Mira de cerca a las atletas que, a través de múltiples disciplinas, dejan el nombre de México en alto en los Juegos Olímpicos de París 2024.
‘Correr me salvó la vida’, dice Margarita ‘Mago’ Hernández respecto a la disciplina que la lleva a competir en la escena internacional. Es imposible mencionar a las atletas mexicanas de las que todo el mundo está hablando sin explorar la historia de la justa deportiva de la que forman parte. Imagínate con una túnica y lidiando con el calor de la cotidianidad. Frente a ti, un espectáculo que prueba que hay hombres y mujeres que superan las cualidades mundanas a través de disciplina y entrenamiento para mostrar que, además de eso, parecen de otro planeta. Sí, imagínate frente al encendido de una llama que sirve como punto de inicio para celebrar diversos juegos en honor al dios Zeus. Así fue el inicio de los Juegos Olímpicos.

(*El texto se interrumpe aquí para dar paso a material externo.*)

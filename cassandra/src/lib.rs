//! Terraform provider for Apache Cassandra
//!
//! Manages keyspaces, roles and grants. Grants are checked against the
//! authorization model in [`grant`] before any CQL reaches the cluster.

pub mod client;
pub mod config;
pub mod cql;
pub mod grant;
pub mod resources;

use async_trait::async_trait;
use client::{Connector, ScyllaConnector};
use config::{root_store, ClusterConfig};
use resources::{ClusterAccess, GrantResource, KeyspaceResource, RoleResource};
use std::collections::BTreeMap;
use std::sync::Arc;
use tfplug::request::{ConfigureRequest, ConfigureResponse, ValidateRequest, ValidateResponse};
use tfplug::validator::{ListLengthValidator, NumberRangeValidator, OneOfValidator};
use tfplug::{
    AttributeBuilder, AttributeType, Diagnostics, Provider, Resource, Schema, SchemaBuilder,
    TfplugError,
};

pub struct CassandraProvider {
    connector: Option<Arc<dyn Connector>>,
    /// Used instead of the driver once configured
    #[cfg(any(test, feature = "testing"))]
    injected: Option<Arc<dyn Connector>>,
}

impl Default for CassandraProvider {
    fn default() -> Self {
        Self::new()
    }
}

impl CassandraProvider {
    pub fn new() -> Self {
        Self {
            connector: None,
            #[cfg(any(test, feature = "testing"))]
            injected: None,
        }
    }

    /// Provider that talks to `connector` instead of opening driver sessions.
    /// The provider block is still validated on configure.
    #[cfg(any(test, feature = "testing"))]
    pub fn with_connector(connector: Arc<dyn Connector>) -> Self {
        Self {
            connector: None,
            injected: Some(connector),
        }
    }

    #[cfg(any(test, feature = "testing"))]
    fn injected_connector(&self) -> Option<Arc<dyn Connector>> {
        self.injected.clone()
    }

    #[cfg(not(any(test, feature = "testing")))]
    fn injected_connector(&self) -> Option<Arc<dyn Connector>> {
        None
    }

    pub fn is_configured(&self) -> bool {
        self.connector.is_some()
    }

    pub fn schema_static() -> Schema {
        SchemaBuilder::new()
            .description("Cassandra cluster connection")
            .attribute(
                AttributeBuilder::list("hosts", AttributeType::String)
                    .required()
                    .validator(Box::new(ListLengthValidator {
                        min: Some(1),
                        max: None,
                    }))
                    .description("Contact points of the cluster")
                    .build(),
            )
            .attribute(
                AttributeBuilder::string("username")
                    .optional()
                    .description("Cassandra user, defaults to CASSANDRA_USERNAME")
                    .build(),
            )
            .attribute(
                AttributeBuilder::string("password")
                    .optional()
                    .sensitive()
                    .description("Cassandra password, defaults to CASSANDRA_PASSWORD")
                    .build(),
            )
            .attribute(
                AttributeBuilder::number("port")
                    .optional()
                    .validator(Box::new(NumberRangeValidator {
                        min: Some(1.0),
                        max: Some(65535.0),
                    }))
                    .description("Native protocol port, 9042 when unset")
                    .build(),
            )
            .attribute(
                AttributeBuilder::number("connection_timeout")
                    .optional()
                    .validator(Box::new(NumberRangeValidator {
                        min: Some(1.0),
                        max: None,
                    }))
                    .description("Connection timeout in milliseconds, 1000 when unset")
                    .build(),
            )
            .attribute(
                AttributeBuilder::bool("use_ssl")
                    .optional()
                    .description("Connect over TLS")
                    .build(),
            )
            .attribute(
                AttributeBuilder::string("root_ca")
                    .optional()
                    .description("PEM encoded CA bundle used to verify the cluster")
                    .build(),
            )
            .attribute(
                AttributeBuilder::string("min_tls_version")
                    .optional()
                    .validator(OneOfValidator::create(&["TLS1.2", "TLS1.3"]))
                    .description("Lowest TLS version accepted, TLS1.2 when unset")
                    .build(),
            )
            .build(0)
    }
}

#[async_trait]
impl Provider for CassandraProvider {
    fn type_name(&self) -> &str {
        "cassandra"
    }

    fn schema(&self) -> Schema {
        Self::schema_static()
    }

    fn resource_schemas(&self) -> BTreeMap<String, Schema> {
        static SCHEMAS: std::sync::OnceLock<BTreeMap<String, Schema>> =
            std::sync::OnceLock::new();

        SCHEMAS
            .get_or_init(|| {
                let mut schemas = BTreeMap::new();
                schemas.insert(
                    resources::keyspace::TYPE_NAME.to_string(),
                    KeyspaceResource::schema_static(),
                );
                schemas.insert(
                    resources::role::TYPE_NAME.to_string(),
                    RoleResource::schema_static(),
                );
                schemas.insert(
                    resources::grant::TYPE_NAME.to_string(),
                    GrantResource::schema_static(),
                );
                schemas
            })
            .clone()
    }

    async fn validate(&self, request: ValidateRequest) -> ValidateResponse {
        let mut diagnostics = Diagnostics::new();
        let config = &request.config;

        if let Some(pem) = config.get_string("root_ca").filter(|pem| !pem.is_empty()) {
            if let Err(e) = root_store(Some(pem)) {
                diagnostics.add_attribute_error("root_ca", e.to_string(), None::<String>);
            }
            if !config.is_unknown("use_ssl") && config.get_bool("use_ssl") != Some(true) {
                diagnostics.add_warning(
                    "root_ca is ignored unless use_ssl is true",
                    None::<String>,
                );
            }
        }

        ValidateResponse { diagnostics }
    }

    async fn configure(&mut self, request: ConfigureRequest) -> ConfigureResponse {
        let mut diagnostics = Diagnostics::new();

        let cluster = match ClusterConfig::from_provider_config(&request.config) {
            Ok(cluster) => cluster,
            Err(e) => {
                diagnostics.add_error(e.to_string(), None::<String>);
                return ConfigureResponse { diagnostics };
            }
        };

        if let Some(connector) = self.injected_connector() {
            self.connector = Some(connector);
            return ConfigureResponse { diagnostics };
        }

        match ScyllaConnector::new(cluster) {
            Ok(connector) => {
                tracing::info!("Configured cluster {:?}", connector.config());
                self.connector = Some(Arc::new(connector));
            }
            Err(e) => {
                diagnostics.add_error("Failed to set up cluster connection", Some(e.to_string()));
            }
        }

        ConfigureResponse { diagnostics }
    }

    fn create_resource(&self, type_name: &str) -> tfplug::Result<Box<dyn Resource>> {
        let cluster = ClusterAccess::new(self.connector.clone());

        match type_name {
            resources::keyspace::TYPE_NAME => Ok(Box::new(KeyspaceResource::new(cluster))),
            resources::role::TYPE_NAME => Ok(Box::new(RoleResource::new(cluster))),
            resources::grant::TYPE_NAME => Ok(Box::new(GrantResource::new(cluster))),
            _ => Err(TfplugError::ResourceNotFound(type_name.to_string())),
        }
    }
}

#[cfg(test)]
#[allow(clippy::disallowed_methods)]
mod tests {
    use super::*;
    use client::MemoryConnector;
    use serial_test::serial;
    use tfplug::{Config, Context, Dynamic};

    fn provider_config() -> Config {
        Config::new()
            .with("hosts", Dynamic::List(vec!["127.0.0.1".into()]))
            .with("username", "cassandra")
            .with("password", "cassandra")
    }

    #[tokio::test]
    #[serial]
    async fn configure_builds_a_driver_connector() {
        let mut provider = CassandraProvider::new();
        let response = provider
            .configure(ConfigureRequest {
                context: Context::new(),
                config: provider_config(),
            })
            .await;

        assert!(response.diagnostics.errors.is_empty());
        assert!(provider.is_configured());
    }

    #[tokio::test]
    #[serial]
    async fn configure_requires_credentials() {
        std::env::remove_var(config::USERNAME_ENV);
        std::env::remove_var(config::PASSWORD_ENV);

        let mut provider = CassandraProvider::with_connector(Arc::new(MemoryConnector::new()));
        let response = provider
            .configure(ConfigureRequest {
                context: Context::new(),
                config: Config::new().with("hosts", Dynamic::List(vec!["127.0.0.1".into()])),
            })
            .await;

        assert!(response.diagnostics.errors[0]
            .summary
            .contains("CASSANDRA_USERNAME"));
        assert!(!provider.is_configured());
    }

    #[tokio::test]
    async fn root_ca_is_checked_during_validation() {
        let provider = CassandraProvider::new();
        let response = provider
            .validate(ValidateRequest {
                context: Context::new(),
                config: provider_config()
                    .with("use_ssl", true)
                    .with("root_ca", "-----BEGIN NOTHING-----"),
            })
            .await;

        assert_eq!(
            response.diagnostics.errors[0].attribute.as_deref(),
            Some("root_ca")
        );
        assert!(response.diagnostics.warnings.is_empty());
    }

    #[test]
    fn resources_are_registered() {
        let provider = CassandraProvider::new();
        let schemas = provider.resource_schemas();
        assert_eq!(
            schemas.keys().collect::<Vec<_>>(),
            vec!["cassandra_grant", "cassandra_keyspace", "cassandra_role"]
        );

        for name in schemas.keys() {
            let resource = provider.create_resource(name).unwrap();
            assert_eq!(resource.type_name(), name);
        }
        assert!(matches!(
            provider.create_resource("cassandra_table"),
            Err(TfplugError::ResourceNotFound(_))
        ));
    }
}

Distintas fuentes confirman que su primera edición en la historia se llevó a cabo en el año 776 a.C., teniendo como sede la ciudad griega de Olimpia. Vale la pena destacar que, para este momento histórico, dichas competencias y la ceremonia en torno a ellas tenían un carácter más religioso, pues pertenecían a una serie de sacrificios y festejos en honor al dios. Para entonces eran referidos como los juegos panhelénicos, lo que significaba que participaban atletas de todas las ciudades-estado de la comunidad griega, por lo que los conflictos bélicos o sociales que pudieran coexistir entre ellas, se suspendían mientras duraban las competencias.

En ese momento, disciplinas como el lanzamiento de disco, jabalina, salto y lucha eran algunas de las que se tomaban en cuenta en dichas competencias, mismas que aún permanecen en la actualidad, así como sus valores, desde el olvido hasta el conflicto, donde los ganadores recibían como presea una corona de olivos, símbolo de longevidad e inmortalidad.
Un Viaje a lo Largo de la Historia Olímpica
Los Juegos Olímpicos se celebran cada cuatro años y reescriben las reglas de la humanidad, como cuando se llevaron a cabo en 1900, en París, donde compitieron 19 mujeres. También fue el momento en el que su lema se dio a conocer: «Citius, altius, fortius», que significa “más rápido, más alto, más fuerte”.

Aunque estas competencias globales siempre han reunido a los mejores atletas, sus momentos grises también han estado presentes. En distintas ocasiones, las guerras mundiales y tensiones bélicas cancelaron los juegos o convirtieron a ciertos atletas en símbolos de resistencia. El mensaje siempre es el mismo: competir como naciones libres y demostrar lo que el ser humano es capaz de hacer, más allá de su raza o nación.
Las Atletas Mexicanas en París 2024
Los rincones de Latinoamérica que estos juegos han tocado han sido México, en 1968, y Río de Janeiro, en 2016. Momentos que muestran que esta proeza recorre el mundo con el objetivo de mostrar que estas competencias pertenecen tanto a los participantes como a los espectadores.

Mientras los países se preparan para recibir a prestigiosos atletas, estos deportistas comienzan a forjar su talento con disciplina para ser los mejores a nivel mundial. La pasión y la disciplina son fundamentales para desarrollar el talento de cada deportista. Esta tarea no se logra en unos meses, sino que son años de arduo trabajo, de la mano de entrenadores que buscan triunfar y obtener preseas que significan más que oro, plata y bronce. Los trofeos son reconocimientos para sus naciones, poniendo sus nombres en la historia.
Además de los entrenamientos, la tecnología ha avanzado lo suficiente para crear un equipo en torno a cada atleta. Nutriólogos, fisioterapeutas, psicólogos y tecnología de punta aseguran que los deportistas estén en el mejor estado de salud física y mental para enfrentar hazañas frente a millones de ojos que los contemplan desde todo el mundo. Para nosotros, los mortales, ellos son lo más cercano que tenemos a un superhéroe de carne y hueso.
Reflexiones sobre los Retos de las Atletas
Acercarte a estos atletas te hace reflexionar sobre todas las luchas diarias que enfrentan: desde empacar una canoa hasta obtener permisos especiales para practicar su deporte, seguir una dieta estricta y soportar el estrés de representar a su país ante el mundo. Aunque en ocasiones no se llevan la presea dorada o deciden dar prioridad a su salud mental, la crítica no debería oscurecer su esfuerzo. Mejor celebremos a estas titanes, las atletas mexicanas, que han llegado a la cima del mundo para demostrar que lo imposible es posible.